WHAT THE TASK REQUIRES:
Return each line of the records below that contains the word "backends".

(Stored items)
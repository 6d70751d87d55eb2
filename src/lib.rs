//! # Conkit: terminal console widgets
//!
//! Conkit draws interactive line-oriented widgets into a character-cell
//! surface and routes keyboard input between them.
//!
//! ```no_run
//! use std::sync::Arc;
//! use conkit::prelude::*;
//!
//! fn main() -> ConsoleResult<()> {
//!     let terminal = conkit::io::create_terminal()?;
//!     terminal.surface.init()?;
//!
//!     let console = Console::new(terminal.surface.clone(), Rect::full(terminal.surface.size()))
//!         .with_completer(PrefixCompleter::new(["help", "history", "quit"]));
//!
//!     let mut router = EventRouter::new(Arc::clone(&terminal.source));
//!     router.register(console);
//!     let result = router.run();
//!
//!     terminal.surface.close();
//!     result
//! }
//! ```
//!
//! The crate is split in two layers:
//!
//! - `conkit-core`: keys and decoding, the line editor, completion, history,
//!   the [`Console`] widget and the [`EventRouter`]
//! - `conkit-io`: surface backends, the Unix terminal and an in-memory grid

pub use conkit_core::*;

/// Surface backends
pub mod io {
    pub use conkit_io::{create_terminal, debug, MemorySurface, TerminalHandle};

    #[cfg(unix)]
    pub use conkit_io::UnixTerminal;
}

pub mod prelude {
    pub use conkit_core::prelude::*;
    pub use conkit_io::{create_terminal, MemorySurface, TerminalHandle};
}

#[cfg(test)]
mod tests {
    use super::prelude::*;
    use std::sync::Arc;

    #[test]
    fn test_facade_runs_console_on_memory_surface() {
        let memory = Arc::new(MemorySurface::new(20, 4));
        let handle = TerminalHandle::shared(memory.clone());

        let console = Console::new(handle.surface.clone(), Rect::full((20, 4)));
        let mut router = EventRouter::new(handle.source.clone());
        router.register(console);

        memory.push_text("hi");
        memory.push_key(Key::Enter);
        memory.push_key(Key::ControlC);
        router.run().unwrap();

        assert_eq!(memory.row_text(0), "> hi");
        assert_eq!(memory.row_text(1), "hi");
    }
}
//! Simple console demo
//!
//! Usage: cargo run --example simple_console
//! Type a word and press Tab to complete it, Enter to echo, Ctrl+C to exit.
//! Set `CONKIT_DEBUG=1` to write a debug log.

use std::sync::Arc;

use conkit::io::{create_terminal, debug};
use conkit::prelude::*;

const VOCABULARY: [&str; 7] = ["a", "ab", "abc", "bad", "carrot", "jane", "jack"];

fn main() -> ConsoleResult<()> {
    if let Some(path) = debug::init_from_env() {
        eprintln!("debug log: {}", path.display());
    }

    let terminal = create_terminal()?;
    terminal.surface.init()?;

    let rect = Rect::full(terminal.surface.size());
    let console = Console::new(terminal.surface.clone(), rect)
        .with_completer(PrefixCompleter::new(VOCABULARY));

    let mut router = EventRouter::new(Arc::clone(&terminal.source));
    router.register(console);
    let result = router.run();

    terminal.surface.close();
    if let Err(e) = &result {
        eprintln!("console failed: {e}");
    }
    result
}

COMPLETED EXERCISE:
//! - `conkit-io`: surface backends, the Unix terminal and an in-memory grid
/// Surface backends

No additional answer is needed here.